> Task brief:
Check each line of the data for "Option", and copy the ones that have it.

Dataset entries
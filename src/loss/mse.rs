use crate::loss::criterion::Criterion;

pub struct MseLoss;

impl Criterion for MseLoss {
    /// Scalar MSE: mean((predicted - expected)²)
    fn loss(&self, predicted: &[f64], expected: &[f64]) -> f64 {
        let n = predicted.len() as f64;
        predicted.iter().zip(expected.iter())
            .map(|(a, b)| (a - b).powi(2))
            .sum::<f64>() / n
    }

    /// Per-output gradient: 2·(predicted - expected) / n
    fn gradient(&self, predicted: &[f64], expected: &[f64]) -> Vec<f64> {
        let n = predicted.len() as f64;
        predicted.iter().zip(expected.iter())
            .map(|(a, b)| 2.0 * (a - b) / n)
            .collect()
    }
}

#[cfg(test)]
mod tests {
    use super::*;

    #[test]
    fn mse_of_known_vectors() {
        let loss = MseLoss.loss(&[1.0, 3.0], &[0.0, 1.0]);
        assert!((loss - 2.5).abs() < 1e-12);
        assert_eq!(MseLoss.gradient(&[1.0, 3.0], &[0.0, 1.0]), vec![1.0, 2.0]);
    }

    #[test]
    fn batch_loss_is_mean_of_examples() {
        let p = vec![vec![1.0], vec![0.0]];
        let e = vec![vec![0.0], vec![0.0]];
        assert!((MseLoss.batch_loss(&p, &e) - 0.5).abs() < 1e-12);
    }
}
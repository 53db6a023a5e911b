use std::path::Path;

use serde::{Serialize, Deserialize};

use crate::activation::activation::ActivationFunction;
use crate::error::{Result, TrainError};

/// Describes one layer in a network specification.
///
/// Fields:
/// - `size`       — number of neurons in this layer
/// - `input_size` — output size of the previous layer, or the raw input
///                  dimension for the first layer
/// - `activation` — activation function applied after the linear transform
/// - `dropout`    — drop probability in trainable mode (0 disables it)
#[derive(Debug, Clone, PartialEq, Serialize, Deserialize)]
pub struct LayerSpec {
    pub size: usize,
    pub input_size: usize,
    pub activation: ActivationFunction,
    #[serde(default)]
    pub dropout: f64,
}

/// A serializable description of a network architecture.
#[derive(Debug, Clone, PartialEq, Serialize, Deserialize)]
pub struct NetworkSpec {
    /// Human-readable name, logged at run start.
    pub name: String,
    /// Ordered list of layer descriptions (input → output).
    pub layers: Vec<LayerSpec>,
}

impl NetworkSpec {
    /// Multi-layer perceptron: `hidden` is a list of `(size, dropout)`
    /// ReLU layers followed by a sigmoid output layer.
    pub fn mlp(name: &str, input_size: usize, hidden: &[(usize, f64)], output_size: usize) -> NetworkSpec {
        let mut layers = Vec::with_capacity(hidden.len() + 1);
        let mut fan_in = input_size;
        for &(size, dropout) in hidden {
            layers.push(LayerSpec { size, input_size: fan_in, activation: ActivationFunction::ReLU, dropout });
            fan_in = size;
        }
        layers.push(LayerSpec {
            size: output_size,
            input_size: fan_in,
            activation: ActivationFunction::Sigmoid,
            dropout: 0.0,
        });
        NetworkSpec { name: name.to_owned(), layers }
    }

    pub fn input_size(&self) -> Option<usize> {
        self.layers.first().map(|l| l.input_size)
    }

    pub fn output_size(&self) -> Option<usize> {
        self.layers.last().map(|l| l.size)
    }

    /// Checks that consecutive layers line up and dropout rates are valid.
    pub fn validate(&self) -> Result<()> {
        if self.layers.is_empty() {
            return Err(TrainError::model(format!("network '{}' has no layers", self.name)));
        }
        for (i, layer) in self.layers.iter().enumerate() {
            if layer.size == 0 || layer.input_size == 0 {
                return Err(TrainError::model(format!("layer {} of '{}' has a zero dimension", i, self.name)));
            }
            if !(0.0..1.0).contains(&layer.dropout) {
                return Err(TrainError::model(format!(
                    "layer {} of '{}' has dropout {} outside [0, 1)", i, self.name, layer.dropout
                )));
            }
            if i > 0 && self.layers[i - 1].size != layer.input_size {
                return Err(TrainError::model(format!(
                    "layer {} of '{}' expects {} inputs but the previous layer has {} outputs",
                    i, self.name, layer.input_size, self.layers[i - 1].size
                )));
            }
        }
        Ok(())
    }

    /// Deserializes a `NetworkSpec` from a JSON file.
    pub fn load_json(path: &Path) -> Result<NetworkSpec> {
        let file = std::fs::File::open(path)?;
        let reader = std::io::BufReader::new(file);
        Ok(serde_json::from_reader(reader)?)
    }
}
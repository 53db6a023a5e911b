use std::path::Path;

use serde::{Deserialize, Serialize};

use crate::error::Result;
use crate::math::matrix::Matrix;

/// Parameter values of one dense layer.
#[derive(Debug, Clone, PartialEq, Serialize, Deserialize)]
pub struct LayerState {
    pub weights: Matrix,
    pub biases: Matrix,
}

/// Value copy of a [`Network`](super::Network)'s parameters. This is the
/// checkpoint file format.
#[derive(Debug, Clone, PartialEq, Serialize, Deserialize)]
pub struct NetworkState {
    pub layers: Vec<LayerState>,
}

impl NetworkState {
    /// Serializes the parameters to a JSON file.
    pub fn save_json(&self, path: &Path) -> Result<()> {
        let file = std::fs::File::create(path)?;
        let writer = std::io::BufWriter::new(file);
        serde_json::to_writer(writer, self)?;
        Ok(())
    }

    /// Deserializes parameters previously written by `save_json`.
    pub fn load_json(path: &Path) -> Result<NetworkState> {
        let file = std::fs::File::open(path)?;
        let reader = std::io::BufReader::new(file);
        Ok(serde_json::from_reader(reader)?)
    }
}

...

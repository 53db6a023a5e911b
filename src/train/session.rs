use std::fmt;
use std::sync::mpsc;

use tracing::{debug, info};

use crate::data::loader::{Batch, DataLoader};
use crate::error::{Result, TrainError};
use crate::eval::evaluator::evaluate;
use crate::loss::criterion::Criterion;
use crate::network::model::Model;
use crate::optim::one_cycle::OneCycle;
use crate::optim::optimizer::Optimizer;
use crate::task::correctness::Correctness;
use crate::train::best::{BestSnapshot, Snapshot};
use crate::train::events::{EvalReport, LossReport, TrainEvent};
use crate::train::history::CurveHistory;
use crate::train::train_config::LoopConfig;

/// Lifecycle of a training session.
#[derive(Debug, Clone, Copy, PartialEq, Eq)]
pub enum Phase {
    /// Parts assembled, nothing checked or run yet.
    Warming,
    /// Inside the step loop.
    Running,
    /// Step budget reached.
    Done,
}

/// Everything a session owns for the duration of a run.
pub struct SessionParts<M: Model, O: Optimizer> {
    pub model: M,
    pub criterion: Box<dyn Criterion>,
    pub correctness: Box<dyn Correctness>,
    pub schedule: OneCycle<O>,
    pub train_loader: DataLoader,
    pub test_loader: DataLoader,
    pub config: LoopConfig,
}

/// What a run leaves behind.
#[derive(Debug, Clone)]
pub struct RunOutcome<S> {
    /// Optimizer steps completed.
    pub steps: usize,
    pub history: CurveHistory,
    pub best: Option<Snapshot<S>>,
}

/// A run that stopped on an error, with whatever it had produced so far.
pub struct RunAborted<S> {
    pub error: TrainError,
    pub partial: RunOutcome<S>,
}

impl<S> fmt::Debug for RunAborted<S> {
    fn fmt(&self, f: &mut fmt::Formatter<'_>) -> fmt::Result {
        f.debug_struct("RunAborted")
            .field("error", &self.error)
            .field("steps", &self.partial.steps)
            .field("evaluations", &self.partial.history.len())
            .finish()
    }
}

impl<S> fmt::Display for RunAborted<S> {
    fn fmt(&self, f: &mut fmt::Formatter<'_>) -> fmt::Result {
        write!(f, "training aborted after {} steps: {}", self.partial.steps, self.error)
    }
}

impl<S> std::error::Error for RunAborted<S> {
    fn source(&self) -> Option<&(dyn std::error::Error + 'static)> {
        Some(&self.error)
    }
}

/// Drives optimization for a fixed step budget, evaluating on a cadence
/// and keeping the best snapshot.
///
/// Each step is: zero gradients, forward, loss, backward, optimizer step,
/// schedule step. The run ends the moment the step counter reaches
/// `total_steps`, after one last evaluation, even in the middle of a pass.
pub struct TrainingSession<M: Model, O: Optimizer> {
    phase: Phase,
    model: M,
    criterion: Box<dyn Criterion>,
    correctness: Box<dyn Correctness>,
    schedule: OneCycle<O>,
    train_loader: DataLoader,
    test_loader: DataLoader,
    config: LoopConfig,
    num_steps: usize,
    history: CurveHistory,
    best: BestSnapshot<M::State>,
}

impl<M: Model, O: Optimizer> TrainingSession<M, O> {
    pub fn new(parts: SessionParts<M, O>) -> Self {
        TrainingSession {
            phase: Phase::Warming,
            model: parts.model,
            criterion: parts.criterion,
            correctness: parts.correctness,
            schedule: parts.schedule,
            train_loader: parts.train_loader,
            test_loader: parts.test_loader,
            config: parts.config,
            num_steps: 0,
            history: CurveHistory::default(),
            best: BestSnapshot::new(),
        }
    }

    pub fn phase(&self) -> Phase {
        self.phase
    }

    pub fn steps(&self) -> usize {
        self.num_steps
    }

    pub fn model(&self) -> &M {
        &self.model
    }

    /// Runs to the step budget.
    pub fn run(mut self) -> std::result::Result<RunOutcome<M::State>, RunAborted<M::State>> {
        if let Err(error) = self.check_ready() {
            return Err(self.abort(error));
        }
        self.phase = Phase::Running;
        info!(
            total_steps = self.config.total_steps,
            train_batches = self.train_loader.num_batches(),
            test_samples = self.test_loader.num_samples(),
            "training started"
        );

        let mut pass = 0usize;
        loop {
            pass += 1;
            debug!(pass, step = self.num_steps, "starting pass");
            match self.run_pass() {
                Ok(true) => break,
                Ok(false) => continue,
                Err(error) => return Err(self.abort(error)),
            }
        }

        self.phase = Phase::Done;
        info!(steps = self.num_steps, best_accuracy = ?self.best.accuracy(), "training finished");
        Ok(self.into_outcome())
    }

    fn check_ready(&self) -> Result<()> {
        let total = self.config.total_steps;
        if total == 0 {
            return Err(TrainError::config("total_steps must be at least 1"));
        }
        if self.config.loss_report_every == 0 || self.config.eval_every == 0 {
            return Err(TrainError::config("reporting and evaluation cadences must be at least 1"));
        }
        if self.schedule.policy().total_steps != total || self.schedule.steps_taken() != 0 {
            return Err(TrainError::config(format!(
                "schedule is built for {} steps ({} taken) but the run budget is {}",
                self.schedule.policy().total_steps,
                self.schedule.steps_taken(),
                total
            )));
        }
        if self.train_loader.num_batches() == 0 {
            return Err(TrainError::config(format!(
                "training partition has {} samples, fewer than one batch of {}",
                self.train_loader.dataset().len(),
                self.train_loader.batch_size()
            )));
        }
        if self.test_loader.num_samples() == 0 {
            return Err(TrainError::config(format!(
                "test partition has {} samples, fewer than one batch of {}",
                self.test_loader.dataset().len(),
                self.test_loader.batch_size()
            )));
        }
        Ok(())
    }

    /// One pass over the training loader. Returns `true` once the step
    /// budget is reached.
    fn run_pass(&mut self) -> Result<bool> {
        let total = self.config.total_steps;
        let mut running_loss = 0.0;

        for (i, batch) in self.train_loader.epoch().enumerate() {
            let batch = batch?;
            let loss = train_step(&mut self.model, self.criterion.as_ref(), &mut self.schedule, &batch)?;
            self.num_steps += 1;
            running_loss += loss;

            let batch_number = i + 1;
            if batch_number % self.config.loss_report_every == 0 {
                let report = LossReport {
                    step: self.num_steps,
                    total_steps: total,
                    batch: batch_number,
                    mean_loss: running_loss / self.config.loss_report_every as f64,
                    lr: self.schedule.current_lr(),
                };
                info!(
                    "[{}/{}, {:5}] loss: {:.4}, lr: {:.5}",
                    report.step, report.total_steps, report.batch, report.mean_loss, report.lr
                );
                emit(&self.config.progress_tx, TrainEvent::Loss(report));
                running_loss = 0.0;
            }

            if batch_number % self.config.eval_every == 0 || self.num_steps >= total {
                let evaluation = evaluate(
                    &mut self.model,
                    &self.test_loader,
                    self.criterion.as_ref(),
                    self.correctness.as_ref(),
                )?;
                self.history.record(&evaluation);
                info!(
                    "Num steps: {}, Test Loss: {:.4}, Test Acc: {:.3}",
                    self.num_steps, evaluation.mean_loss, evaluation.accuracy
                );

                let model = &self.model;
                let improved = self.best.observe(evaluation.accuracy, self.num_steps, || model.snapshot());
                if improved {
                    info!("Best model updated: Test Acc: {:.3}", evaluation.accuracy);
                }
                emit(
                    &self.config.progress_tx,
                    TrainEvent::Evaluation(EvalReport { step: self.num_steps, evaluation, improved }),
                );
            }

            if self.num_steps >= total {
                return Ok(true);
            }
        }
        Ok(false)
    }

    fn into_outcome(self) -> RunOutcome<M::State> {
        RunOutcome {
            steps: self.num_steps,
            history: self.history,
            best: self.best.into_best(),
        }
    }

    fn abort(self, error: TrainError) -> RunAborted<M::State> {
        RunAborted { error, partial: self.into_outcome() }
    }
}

> Output of the exercise:
    pub fn input_size(&self) -> Option<usize> {
    pub fn output_size(&self) -> Option<usize> {
    pub best: Option<Snapshot<S>>,
    fn source(&self) -> Option<&(dyn std::error::Error + 'static)> {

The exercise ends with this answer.